(Stored items)

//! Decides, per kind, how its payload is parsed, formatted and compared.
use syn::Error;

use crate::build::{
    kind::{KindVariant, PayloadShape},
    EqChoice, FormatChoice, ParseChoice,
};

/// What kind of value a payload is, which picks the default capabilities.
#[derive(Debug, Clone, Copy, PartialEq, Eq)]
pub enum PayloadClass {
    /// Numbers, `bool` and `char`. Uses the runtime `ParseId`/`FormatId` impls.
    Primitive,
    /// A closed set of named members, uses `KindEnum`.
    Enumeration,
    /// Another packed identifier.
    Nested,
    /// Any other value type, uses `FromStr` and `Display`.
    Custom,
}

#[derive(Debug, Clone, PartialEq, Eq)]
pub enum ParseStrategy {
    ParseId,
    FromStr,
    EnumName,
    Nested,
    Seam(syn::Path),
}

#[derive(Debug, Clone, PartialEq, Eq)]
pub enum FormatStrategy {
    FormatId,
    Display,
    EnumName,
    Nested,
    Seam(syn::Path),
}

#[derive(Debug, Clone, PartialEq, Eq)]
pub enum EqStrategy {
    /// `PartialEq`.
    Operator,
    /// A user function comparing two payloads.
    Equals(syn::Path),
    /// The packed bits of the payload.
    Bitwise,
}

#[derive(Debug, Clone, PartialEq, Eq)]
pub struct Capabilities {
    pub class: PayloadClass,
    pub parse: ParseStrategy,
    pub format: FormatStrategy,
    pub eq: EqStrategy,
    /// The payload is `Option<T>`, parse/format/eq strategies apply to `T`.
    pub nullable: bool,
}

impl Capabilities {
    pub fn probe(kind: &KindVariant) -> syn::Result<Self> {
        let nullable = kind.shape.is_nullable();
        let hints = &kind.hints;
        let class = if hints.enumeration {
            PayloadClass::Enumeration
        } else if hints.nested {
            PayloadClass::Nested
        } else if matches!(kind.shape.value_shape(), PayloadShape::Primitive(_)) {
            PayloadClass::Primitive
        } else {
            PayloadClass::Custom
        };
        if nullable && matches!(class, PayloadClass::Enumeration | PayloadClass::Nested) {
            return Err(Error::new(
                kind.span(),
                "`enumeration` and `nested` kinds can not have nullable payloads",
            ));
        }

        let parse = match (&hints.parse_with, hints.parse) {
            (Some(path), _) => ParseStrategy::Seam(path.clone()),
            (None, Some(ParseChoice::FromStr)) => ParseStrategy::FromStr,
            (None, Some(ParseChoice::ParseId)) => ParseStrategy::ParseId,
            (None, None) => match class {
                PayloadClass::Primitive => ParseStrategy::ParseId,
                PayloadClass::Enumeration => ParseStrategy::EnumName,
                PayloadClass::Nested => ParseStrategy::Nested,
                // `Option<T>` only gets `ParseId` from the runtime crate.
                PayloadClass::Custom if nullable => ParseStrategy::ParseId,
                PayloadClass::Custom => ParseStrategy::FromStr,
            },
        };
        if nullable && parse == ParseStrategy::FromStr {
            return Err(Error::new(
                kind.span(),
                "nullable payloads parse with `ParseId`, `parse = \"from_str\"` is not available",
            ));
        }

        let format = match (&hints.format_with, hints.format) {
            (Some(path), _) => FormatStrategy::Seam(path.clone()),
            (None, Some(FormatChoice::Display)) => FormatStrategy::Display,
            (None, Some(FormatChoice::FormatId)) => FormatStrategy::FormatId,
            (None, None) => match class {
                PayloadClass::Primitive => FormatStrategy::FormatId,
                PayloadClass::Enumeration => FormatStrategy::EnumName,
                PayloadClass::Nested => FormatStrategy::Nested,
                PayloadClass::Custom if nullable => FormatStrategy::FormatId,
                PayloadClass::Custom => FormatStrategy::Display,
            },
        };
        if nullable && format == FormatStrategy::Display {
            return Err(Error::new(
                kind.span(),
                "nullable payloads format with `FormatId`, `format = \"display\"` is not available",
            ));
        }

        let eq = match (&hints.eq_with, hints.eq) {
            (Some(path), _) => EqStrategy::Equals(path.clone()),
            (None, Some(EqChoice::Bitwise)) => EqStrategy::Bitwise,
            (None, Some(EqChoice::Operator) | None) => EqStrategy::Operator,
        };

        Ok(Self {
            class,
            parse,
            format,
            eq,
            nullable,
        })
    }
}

* _EXERCISE DIRECTIONS_: List, from the entries above, every line in which the word "else" shows up.

* _OUTPUT_:
        } else if hints.nested {
        } else if matches!(kind.shape.value_shape(), PayloadShape::Primitive(_)) {
        } else {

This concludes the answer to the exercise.